The perfect idealism of the American dream has changed, the idea of the free world has changed, the opinions and politics have changed and soon enough you have to wonder what you’re settling for? I mentioned that sometimes I feel like my life is on pause, can’t afford to have children, can’t afford to get married, can’t afford to buy a house and I can’t afford life on my own. I love my boyfriend, with all my heart, he has been beyond good to me and beyond the man that his father raised him to be.
Here are some hard truths. He didn’t go to college, he didn’t graduate top 10% of his class or aspire to have any kind of career. He hates his job and he’s been working there for 6 years with the on and off again employment at a second place when we need the money. I did the total opposite, the whole American dream, I mean I went to college, did the top 10% and career goals and while I might make that small difference more. I still come up short.
I pay 6 different student loans, which are spread out into 14 different accounts. I have recently consolidated and now have 3 payments a month only (thank god,) but my point is before my paycheck even registers, I’ve lost half of my income on student debt, which leaves me $350.00 for my cost of living. When I say cost of living, I mean food, phone, heat, electric, rent, car payment, gas for the car, laundry money and health plan with a retirement fund to build. So I let me ask this again, what am I expected to accomplish from that.

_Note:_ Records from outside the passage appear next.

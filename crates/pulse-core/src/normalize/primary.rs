use super::{truncate, TITLE_LIMIT};
use crate::types::{Event, EventSource};
use chrono::{DateTime, Utc};
use serde::{Deserialize, Serialize};
use serde_json::Value;
use std::borrow::Cow;

/// Keys that only reorder items and are never shown.
const SUPPRESSED_KEYS: &[&str] = &["issue.change_pipeline_position", "issue.reorder"];

/// One raw timeline record from the primary tracker.
#[derive(Debug, Clone, Serialize, Deserialize)]
#[serde(rename_all = "camelCase")]
pub struct RawPrimaryEvent {
    /// Dot-namespaced event type, e.g. `issue.set_estimate`.
    pub key: String,
    /// Key-specific payload; some tracker versions send it JSON-encoded.
    #[serde(default)]
    pub data: Value,
    pub created_at: DateTime<Utc>,
}

pub fn normalize_primary(raw: &RawPrimaryEvent) -> Option<Event> {
    let key = raw.key.trim();
    if key.is_empty() || SUPPRESSED_KEYS.contains(&key) {
        return None;
    }
    let data = payload(&raw.data);
    Some(Event {
        time: raw.created_at,
        source: EventSource::Primary,
        description: describe(key, &data),
        actor: text_at(&data, "/github_user/login"),
    })
}

/// The tracker sometimes ships `data` as a JSON-encoded string.
fn payload(data: &Value) -> Cow<'_, Value> {
    match data {
        Value::String(s) => serde_json::from_str::<Value>(s)
            .map(Cow::Owned)
            .unwrap_or(Cow::Borrowed(data)),
        _ => Cow::Borrowed(data),
    }
}

fn describe(key: &str, data: &Value) -> String {
    match key {
        "issue.set_estimate" => match (
            text_at(data, "/current_value"),
            text_at(data, "/previous_value"),
        ) {
            (Some(current), _) => format!("set estimate to {current}"),
            (None, Some(previous)) => format!("cleared estimate (was {previous})"),
            (None, None) => "cleared estimate".to_string(),
        },
        "issue.change_pipeline" => match (
            text_at(data, "/from_pipeline/name"),
            text_at(data, "/to_pipeline/name"),
        ) {
            (Some(from), Some(to)) => format!("moved from {from} to {to}"),
            (None, Some(to)) => format!("moved to {to}"),
            _ => "changed pipeline".to_string(),
        },
        "issue.add_blocking_issue" => {
            format!("marked as blocking {}", ref_or(data, "/blocked_issue", "another issue"))
        }
        "issue.remove_blocking_issue" => {
            format!("no longer blocking {}", ref_or(data, "/blocked_issue", "another issue"))
        }
        "issue.add_blocked_by_issue" => format!(
            "marked as blocked by {}",
            ref_or(data, "/blocking_issue", "another issue")
        ),
        "issue.remove_blocked_by_issue" => format!(
            "no longer blocked by {}",
            ref_or(data, "/blocking_issue", "another issue")
        ),
        "issue.connect_issue_to_pr" => {
            format!("connected to PR {}", ref_or(data, "/pull_request", "(unknown)"))
        }
        "issue.disconnect_issue_from_pr" => {
            format!("disconnected from PR {}", ref_or(data, "/pull_request", "(unknown)"))
        }
        "issue.connect_pr_to_issue" => {
            format!("connected to issue {}", ref_or(data, "/issue", "(unknown)"))
        }
        "issue.disconnect_pr_from_issue" => {
            format!("disconnected from issue {}", ref_or(data, "/issue", "(unknown)"))
        }
        "issue.set_priority" => match text_at(data, "/priority/name") {
            Some(p) => format!("set priority to {p}"),
            None => "set priority".to_string(),
        },
        "issue.remove_priority" => match text_at(data, "/previous_priority/name") {
            Some(p) => format!("removed priority (was {p})"),
            None => "removed priority".to_string(),
        },
        "issue.add_to_epic" => quoted("added to epic", text_at(data, "/epic/title")),
        "issue.remove_from_epic" => quoted("removed from epic", text_at(data, "/epic/title")),
        "issue.add_to_sprint" => named("added to sprint", text_at(data, "/sprint/name")),
        "issue.remove_from_sprint" => named("removed from sprint", text_at(data, "/sprint/name")),
        "issue.add_to_release" => quoted("added to release", text_at(data, "/release/title")),
        "issue.remove_from_release" => {
            quoted("removed from release", text_at(data, "/release/title"))
        }
        "issue.transfer_issue" => match (
            text_at(data, "/from_repository/name"),
            text_at(data, "/to_repository/name"),
        ) {
            (Some(from), Some(to)) => format!("transferred from {from} to {to}"),
            _ => "transferred".to_string(),
        },
        "issue.convert_to_epic" => "converted to epic".to_string(),
        other => humanize(other),
    }
}

/// `issue.some_unknown_event` → `some unknown event`.
fn humanize(key: &str) -> String {
    let stripped = key.strip_prefix("issue.").unwrap_or(key);
    stripped
        .replace(['_', '.'], " ")
        .split_whitespace()
        .collect::<Vec<_>>()
        .join(" ")
}

fn quoted(prefix: &str, title: Option<String>) -> String {
    match title {
        Some(t) => format!("{prefix} \"{}\"", truncate(&t, TITLE_LIMIT)),
        None => prefix.to_string(),
    }
}

fn named(prefix: &str, name: Option<String>) -> String {
    match name {
        Some(n) => format!("{prefix} {n}"),
        None => prefix.to_string(),
    }
}

/// Scalar at a JSON pointer, rendered as text. Numbers keep their JSON form.
fn text_at(data: &Value, pointer: &str) -> Option<String> {
    match data.pointer(pointer)? {
        Value::String(s) if !s.trim().is_empty() => Some(s.trim().to_string()),
        Value::Number(n) => Some(n.to_string()),
        _ => None,
    }
}

/// `repo#number` for a nested issue object.
fn ref_or(data: &Value, pointer: &str, fallback: &str) -> String {
    let Some(issue) = data.pointer(pointer) else {
        return fallback.to_string();
    };
    let number = issue.get("number").and_then(Value::as_u64);
    let repo = text_at(issue, "/repository/name");
    match (repo, number) {
        (Some(repo), Some(n)) => format!("{repo}#{n}"),
        (None, Some(n)) => format!("#{n}"),
        _ => fallback.to_string(),
    }
}

// ---------------------------------------------------------------------------
// Tests
// ---------------------------------------------------------------------------

#[cfg(test)]
mod tests {
    use super::*;
    use chrono::TimeZone;
    use serde_json::json;

    fn raw(key: &str, data: Value) -> RawPrimaryEvent {
        RawPrimaryEvent {
            key: key.to_string(),
            data,
            created_at: Utc.with_ymd_and_hms(2024, 3, 1, 9, 0, 0).unwrap(),
        }
    }

    fn describe_raw(key: &str, data: Value) -> String {
        normalize_primary(&raw(key, data)).unwrap().description
    }

    #[test]
    fn set_estimate_current_value() {
        assert_eq!(
            describe_raw("issue.set_estimate", json!({"current_value": "5.0"})),
            "set estimate to 5.0"
        );
    }

    #[test]
    fn set_estimate_cleared() {
        assert_eq!(
            describe_raw("issue.set_estimate", json!({"previous_value": "3.0"})),
            "cleared estimate (was 3.0)"
        );
    }

    #[test]
    fn set_estimate_numeric_value() {
        assert_eq!(
            describe_raw("issue.set_estimate", json!({"current_value": 8})),
            "set estimate to 8"
        );
    }

    #[test]
    fn change_pipeline_names_both_ends() {
        let d = describe_raw(
            "issue.change_pipeline",
            json!({"from_pipeline": {"name": "Backlog"}, "to_pipeline": {"name": "In Progress"}}),
        );
        assert!(d.contains("Backlog"));
        assert!(d.contains("In Progress"));
    }

    #[test]
    fn unknown_key_is_humanized() {
        assert_eq!(
            describe_raw("issue.some_unknown_event", json!({})),
            "some unknown event"
        );
        assert_eq!(describe_raw("epic.add_issue", json!({})), "epic add issue");
    }

    #[test]
    fn blocking_and_connection_refs() {
        assert_eq!(
            describe_raw(
                "issue.add_blocking_issue",
                json!({"blocked_issue": {"number": 12, "repository": {"name": "web"}}})
            ),
            "marked as blocking web#12"
        );
        assert_eq!(
            describe_raw(
                "issue.connect_issue_to_pr",
                json!({"pull_request": {"number": 40, "repository": {"name": "api"}}})
            ),
            "connected to PR api#40"
        );
        assert_eq!(
            describe_raw("issue.add_blocked_by_issue", json!({})),
            "marked as blocked by another issue"
        );
    }

    #[test]
    fn epic_title_is_truncated() {
        let long = "x".repeat(200);
        let d = describe_raw("issue.add_to_epic", json!({"epic": {"title": long}}));
        assert!(d.starts_with("added to epic \""));
        assert!(d.ends_with("…\""));
        assert!(d.chars().count() < 90);
    }

    #[test]
    fn actor_comes_from_github_user() {
        let e = normalize_primary(&raw(
            "issue.set_priority",
            json!({"priority": {"name": "High"}, "github_user": {"login": "octo"}}),
        ))
        .unwrap();
        assert_eq!(e.description, "set priority to High");
        assert_eq!(e.actor.as_deref(), Some("octo"));
        assert_eq!(e.source, EventSource::Primary);

        let e = normalize_primary(&raw("issue.convert_to_epic", json!({}))).unwrap();
        assert!(e.actor.is_none());
    }

    #[test]
    fn string_encoded_payload_is_parsed() {
        let d = describe_raw(
            "issue.add_to_sprint",
            Value::String(r#"{"sprint": {"name": "Sprint 14"}}"#.into()),
        );
        assert_eq!(d, "added to sprint Sprint 14");
    }

    #[test]
    fn reorder_keys_are_suppressed() {
        assert!(normalize_primary(&raw("issue.change_pipeline_position", json!({}))).is_none());
        assert!(normalize_primary(&raw("", json!({}))).is_none());
    }

    #[test]
    fn raw_event_deserializes_camel_case() {
        let e: RawPrimaryEvent = serde_json::from_value(json!({
            "key": "issue.transfer_issue",
            "data": {"from_repository": {"name": "a"}, "to_repository": {"name": "b"}},
            "createdAt": "2024-03-01T09:00:00Z"
        }))
        .unwrap();
        assert_eq!(normalize_primary(&e).unwrap().description, "transferred from a to b");
    }
}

The American dream is no long about going after something that you want. The American dream has become this concept of surviving. It about settling and doing things yourself, I want to publish and sell a novel so I am doing it on my own. I’m an indie author. This blog is about that journey, about this time in my life where everything about 25 feels right. Despite all my wrinkles of late night stress about paying the car and buying food for the fridge I am happy.
I love my small apartment, I love spending time with my family and I adore the man who is right now peacefully asleep in the other room. I love everything about 25. Money comes and goes as fast as water can turn into air. Simply put my accounts hit negatives all the time and I’m constantly sacrificing something for the other but I don’t think that I have settled for anything. I just feel like the American dream isn’t what it was when I came out of the gate running towards it.
So who is to blame for this? Society? History? The government? Myself? I think I’ll blame this on the fact that it’s 1:52 am. I’ll blame it on the fact that I’ll pay my car instead of do groceries and I’ll put gas in my car to get to work instead of put money in our finding a bigger place fund. It means that like the past 6 months I’ll be in the negative by hundreds before noon on pay day. At least I like my job, and I like the people in my life. Surely there are worst problems in the world, and I am complaining about nothing at all.